De Gaulle et l’Algérie. Mon témoignage (1960-1962), de Jean Morin, Ed. Albin Michel, 387 p., 150 FF, 1999.
La fin de la guerre d’Algérie et l’ébauche dans la douleur de l’indépendance de ce pays n’ont pas fini de faire couler l’encre. Cette fois, c’est Jean Morin, ancien préfet de Toulouse, devenu délégué général en Algérie, qui apporte un précieux témoignage, notamment sur la vision qu’avait le Général de Gaulle de l’avenir proche et lointain de la plus importante colonie africaine. Un avenir qu’il voyait s’accomplir  » dans la fraternelle civilisation « . Mais le général n’omettait pas de préciser :  » L’Algérie de demain, telle qu’en décidera l’autodétermination, pourra être bâtie, ou bien avec la France, ou bien contre la France... » Un discours auquel répondront les Européens les plus extrémistes par la création d’un Front de l’Algérie Française dont le serment affirmait… » Nous jurons de vivre et de mourir français sur la terre d’Algérie à jamais française… ». C’était le début d’un bras de fer violent. Jean Morin se rendra vite compte que sur cette terre du paradoxe, la passion l’emportait souvent sur la capacité de conviction. La ligne droite tracée par le libérateur de Paris pour en finir avec la tourmente souleva pourtant des houles terribles dont la naissance de l’OAS ne fut pas la moindre. Ce sont ces deux années mouvementées que raconte avec sérénité Jean-Morin, acteur et témoin privilégié. F.C.
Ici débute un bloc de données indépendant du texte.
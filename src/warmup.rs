//! Warmup pairing generator.
//!
//! Every account sends one warmup message per round to an account on a
//! *different* domain. Same-domain warmup builds no cross-domain reputation
//! and looks like a spam loop, so a pool with a single domain is rejected
//! outright rather than degraded.
//!
//! Pairings are not de-duplicated across rounds, and an account is not
//! guaranteed to receive anything in a given round.

use std::sync::Arc;

use serde::{Deserialize, Serialize};
use tracing::{debug, info};

use crate::accounts::Account;
use crate::error::ConfigError;
use crate::random::{RandomSource, ThreadRandom};
use crate::spintax::{self, MergeFields};

/// A spintax subject/body pair. `{FirstName}` is the receiver, `{YourName}`
/// the sender.
#[derive(Debug, Clone, PartialEq, Eq, Serialize, Deserialize)]
pub struct WarmupTemplate {
    pub subject: String,
    pub body: String,
}

impl WarmupTemplate {
    pub fn new(subject: impl Into<String>, body: impl Into<String>) -> Self {
        Self {
            subject: subject.into(),
            body: body.into(),
        }
    }
}

/// One generated warmup message.
#[derive(Debug, Clone, PartialEq, Eq, Serialize, Deserialize)]
#[serde(rename_all = "camelCase")]
pub struct WarmupPairing {
    pub sender_id: String,
    pub receiver_email: String,
    pub subject: String,
    pub body: String,
}

/// Built-in warmup conversation templates.
pub fn default_templates() -> Vec<WarmupTemplate> {
    vec![
        WarmupTemplate::new(
            "{Quick question|Question for you|Hi {FirstName}|Following up|{Just|Only} checking in|About our {call|conversation}}",
            "{Hi|Hello|Hey} {FirstName},\n\n\
             {Hope your week is going {well|smoothly}.|Hope all is well on your end.|How are things {going|on your side}?}\n\n\
             {I wanted to|Just wanted to|I'm writing to} {follow up on|check in about|ask about} the {draft|notes|files|proposal} we {went over|talked about|discussed} {last week|recently|the other day}.\n\n\
             {Did you get|Have you had} {a chance|a moment|some time} to {look through|review|go over} {it|them}? {Happy to|Glad to|Keen to} {move ahead|wrap this up|get it finalised} {soon|this week|whenever suits}.\n\n\
             {Thanks,|Best,|Talk soon,|Cheers,} {YourName}",
        ),
        WarmupTemplate::new(
            "{{Call|Meeting} next week?|Time to {catch up|connect}?|Quick sync|{Monday|Wednesday|Friday} catch-up}",
            "{Hi|Hey} {FirstName},\n\n\
             {Do you have|Would you have|Any chance of} {twenty minutes|a few minutes|some time} {next week|this week|soon} for a {quick|short} {call|chat}?\n\n\
             I'd like to {run through|talk over|review} the {rollout plan|budget|timeline|latest numbers}. {Shouldn't take long.|It'll be {10|15} minutes at most.|We can keep it brief.}\n\n\
             {Let me know what suits you.|Send over a few times?|What works for you?} {Thanks,|Best,|Cheers,} {YourName}",
        ),
    ]
}

/// Produces cross-domain sender → receiver warmup pairings.
pub struct WarmupGenerator {
    templates: Vec<WarmupTemplate>,
    rng: Arc<dyn RandomSource>,
}

impl WarmupGenerator {
    /// Generator with the built-in templates and the thread RNG.
    pub fn new() -> Self {
        Self {
            templates: default_templates(),
            rng: Arc::new(ThreadRandom),
        }
    }

    /// Replace the template set. An empty set is rejected.
    pub fn with_templates(mut self, templates: Vec<WarmupTemplate>) -> Result<Self, ConfigError> {
        if templates.is_empty() {
            return Err(ConfigError::InvalidValue {
                key: "warmup.templates".into(),
                message: "at least one template is required".into(),
            });
        }
        self.templates = templates;
        Ok(self)
    }

    pub fn with_rng(mut self, rng: Arc<dyn RandomSource>) -> Self {
        self.rng = rng;
        self
    }

    /// Generate one pairing per account, each account sending exactly once.
    pub fn generate(&self, accounts: &[Account]) -> Result<Vec<WarmupPairing>, ConfigError> {
        let by_domain = group_by_domain(accounts);
        if by_domain.len() < 2 {
            return Err(ConfigError::InsufficientDomainDiversity {
                found: by_domain.len(),
            });
        }

        let rng = self.rng.as_ref();
        let mut pairings = Vec::with_capacity(accounts.len());

        for sender in accounts {
            let sender_domain = sender.domain_key();
            let targets: Vec<&(String, Vec<&Account>)> = by_domain
                .iter()
                .filter(|(domain, _)| *domain != sender_domain)
                .collect();
            let (target_domain, receivers) = targets[rng.index(targets.len())];
            let receiver = receivers[rng.index(receivers.len())];

            let template = &self.templates[rng.index(self.templates.len())];
            let fields = MergeFields::new()
                .with("FirstName", receiver.first_name.as_str())
                .with("YourName", sender.first_name.as_str());

            debug!(
                sender = %sender.email,
                receiver = %receiver.email,
                domain = %target_domain,
                "Paired warmup sender"
            );

            pairings.push(WarmupPairing {
                sender_id: sender.id.clone(),
                receiver_email: receiver.email.clone(),
                subject: spintax::render(&template.subject, &fields, rng),
                body: spintax::render(&template.body, &fields, rng),
            });
        }

        info!(
            pairings = pairings.len(),
            domains = by_domain.len(),
            "Generated warmup round"
        );
        Ok(pairings)
    }
}

impl Default for WarmupGenerator {
    fn default() -> Self {
        Self::new()
    }
}

/// Group accounts by case-folded domain, preserving first-appearance order.
fn group_by_domain(accounts: &[Account]) -> Vec<(String, Vec<&Account>)> {
    let mut groups: Vec<(String, Vec<&Account>)> = Vec::new();
    for account in accounts {
        let key = account.domain_key();
        match groups.iter_mut().find(|(domain, _)| *domain == key) {
            Some((_, members)) => members.push(account),
            None => groups.push((key, vec![account])),
        }
    }
    groups
}

#[cfg(test)]
mod tests {
    use std::collections::HashMap;

    use super::*;
    use crate::random::SeededRandom;
    use crate::random::testing::ScriptedRandom;

    fn pool() -> Vec<Account> {
        vec![
            Account::new("a1", "ana@alpha.io", "Ana", 40),
            Account::new("a2", "ben@alpha.io", "Ben", 40),
            Account::new("b1", "cho@bravo.dev", "Cho", 40),
            Account::new("c1", "dee@charlie.co", "Dee", 40),
            Account::new("c2", "eli@charlie.co", "Eli", 40),
        ]
    }

    #[test]
    fn pairings_never_share_a_domain() {
        let accounts = pool();
        let by_email: HashMap<&str, &Account> =
            accounts.iter().map(|a| (a.email.as_str(), a)).collect();
        let by_id: HashMap<&str, &Account> = accounts.iter().map(|a| (a.id.as_str(), a)).collect();

        let generator = WarmupGenerator::new().with_rng(Arc::new(SeededRandom::new(11)));
        for _ in 0..200 {
            for pairing in generator.generate(&accounts).unwrap() {
                let sender = by_id[pairing.sender_id.as_str()];
                let receiver = by_email[pairing.receiver_email.as_str()];
                assert_ne!(sender.domain, receiver.domain);
            }
        }
    }

    #[test]
    fn every_account_sends_exactly_once() {
        let accounts = pool();
        let pairings = WarmupGenerator::new().generate(&accounts).unwrap();
        let senders: Vec<&str> = pairings.iter().map(|p| p.sender_id.as_str()).collect();
        assert_eq!(senders, vec!["a1", "a2", "b1", "c1", "c2"]);
    }

    #[test]
    fn single_domain_is_rejected() {
        let accounts = vec![
            Account::new("a1", "ana@alpha.io", "Ana", 40),
            Account::new("a2", "ben@alpha.io", "Ben", 40),
        ];
        let err = WarmupGenerator::new().generate(&accounts).unwrap_err();
        assert!(matches!(
            err,
            ConfigError::InsufficientDomainDiversity { found: 1 }
        ));
    }

    #[test]
    fn empty_pool_is_rejected() {
        let err = WarmupGenerator::new().generate(&[]).unwrap_err();
        assert!(matches!(
            err,
            ConfigError::InsufficientDomainDiversity { found: 0 }
        ));
    }

    #[test]
    fn rendered_messages_carry_names_and_no_markup() {
        let accounts = pool();
        let generator = WarmupGenerator::new().with_rng(Arc::new(SeededRandom::new(5)));
        for pairing in generator.generate(&accounts).unwrap() {
            assert!(!pairing.body.contains('{'), "body: {}", pairing.body);
            assert!(!pairing.body.contains('}'));
            assert!(!pairing.subject.contains('{'));

            let sender = accounts.iter().find(|a| a.id == pairing.sender_id).unwrap();
            let receiver = accounts
                .iter()
                .find(|a| a.email == pairing.receiver_email)
                .unwrap();
            assert!(pairing.body.contains(&receiver.first_name));
            assert!(pairing.body.trim_end().ends_with(&sender.first_name));
        }
    }

    #[test]
    fn scripted_choices_pick_exact_receiver() {
        let accounts = vec![
            Account::new("a1", "ana@alpha.io", "Ana", 40),
            Account::new("b1", "cho@bravo.dev", "Cho", 40),
            Account::new("c1", "dee@charlie.co", "Dee", 40),
        ];
        let template = WarmupTemplate::new("Hello {FirstName}", "From {YourName}");
        // a1: target domain index 1 of [bravo, charlie] -> charlie, receiver 0, template 0.
        // b1: target index 0 of [alpha, charlie] -> alpha, receiver 0, template 0.
        // c1: target index 1 of [alpha, bravo] -> bravo, receiver 0, template 0.
        let rng = ScriptedRandom::new(&[1, 0, 0, 0, 0, 0, 1, 0, 0]);
        let generator = WarmupGenerator::new()
            .with_templates(vec![template])
            .unwrap()
            .with_rng(Arc::new(rng));

        let pairings = generator.generate(&accounts).unwrap();
        assert_eq!(pairings[0].receiver_email, "dee@charlie.co");
        assert_eq!(pairings[0].subject, "Hello Dee");
        assert_eq!(pairings[0].body, "From Ana");
        assert_eq!(pairings[1].receiver_email, "ana@alpha.io");
        assert_eq!(pairings[2].receiver_email, "cho@bravo.dev");
        assert_eq!(pairings[2].body, "From Dee");
    }

    #[test]
    fn empty_template_set_is_rejected() {
        assert!(WarmupGenerator::new().with_templates(vec![]).is_err());
    }

    #[test]
    fn domains_differing_only_in_case_are_one_domain() {
        let mut shouted = Account::new("a2", "ben@ALPHA.io", "Ben", 40);
        shouted.domain = "ALPHA.io".into();
        let accounts = vec![Account::new("a1", "ana@alpha.io", "Ana", 40), shouted];
        let err = WarmupGenerator::new().generate(&accounts).unwrap_err();
        assert!(matches!(
            err,
            ConfigError::InsufficientDomainDiversity { found: 1 }
        ));

        let accounts = vec![
            Account::new("a1", "ana@alpha.io", "Ana", 40),
            Account::new("a2", "ben@beta.io", "Ben", 40).with_domain("Alpha.IO"),
        ];
        assert!(WarmupGenerator::new().generate(&accounts).is_err());
    }

    #[test]
    fn explicit_domain_overrides_email() {
        let accounts = vec![
            Account::new("a1", "ana@alpha.io", "Ana", 40),
            Account::new("a2", "ben@alpha.io", "Ben", 40).with_domain("bravo.dev"),
        ];
        let pairings = WarmupGenerator::new().generate(&accounts).unwrap();
        assert_eq!(pairings[0].receiver_email, "ben@alpha.io");
        assert_eq!(pairings[1].receiver_email, "ana@alpha.io");
    }
}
Guide des mots francophones. Le ziboulateur enchanté, de Loïc Depecker, Ed. du Seuil, Coll. Point Virgule, 185 PP, 1999.
Certains ont tendance à l’oublier, mais la langue française ce n’est pas seulement la France. Elle est présente avec plus ou moins de force dans une cinquantaine de pays sur quatre continents. Cette présence, particulièrement en Afrique, a contraint cette langue à ouvrir ses bras le plus largement possible à de nouveaux mots et à de nouvelles expressions. Un vocabulaire étonnant qui lui donne une certaine jeunesse et une réelle fraîcheur. Tous les thèmes de la vie sociale sont concernés par cette entrée en force. Quelques exemples pour illustrer cette sympathique transformation : casser coco (déflorer, Gabon), premier bureau (épouse légitime, Afrique de l’Ouest), chic, chèque, choc (gros riche, Congo démocratique), faire tokotoko (se moquer, Bénin, Togo), payé-cousu (prêt-à-porter), argent-braguette (allocations familiales, Antilles), garcerie (bordel, Mali), Bureau politique (maîtresse, Côte d’Ivoire), couillon carré (imbécile, Sénégal), déguerpi (expulsé, Burkina Faso)… Un petit guide bien utile à tous ceux auront à découvrir l’Afrique de l’Ouest pour la première fois. F.C.